Action item> Within the records below, filter for lines carrying the word "ParseConstraintError" and copy them.

Source material>
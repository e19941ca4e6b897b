//! Registry error types.

use thiserror::Error;

/// Result type for constraint name parsing.
pub type ParseResult<T> = Result<T, ParseConstraintError>;

/// A constraint name that is not in the registry.
#[derive(Debug, Clone, PartialEq, Eq, Error)]
#[error("Unknown constraint: {name}")]
pub struct ParseConstraintError {
    name: String,
}

impl ParseConstraintError {
    pub fn new(name: impl Into<String>) -> Self {
        Self { name: name.into() }
    }

    /// The name as it was written.
    pub fn name(&self) -> &str {
        &self.name
    }
}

Result below>
pub type ParseResult<T> = Result<T, ParseConstraintError>;
pub struct ParseConstraintError {
impl ParseConstraintError {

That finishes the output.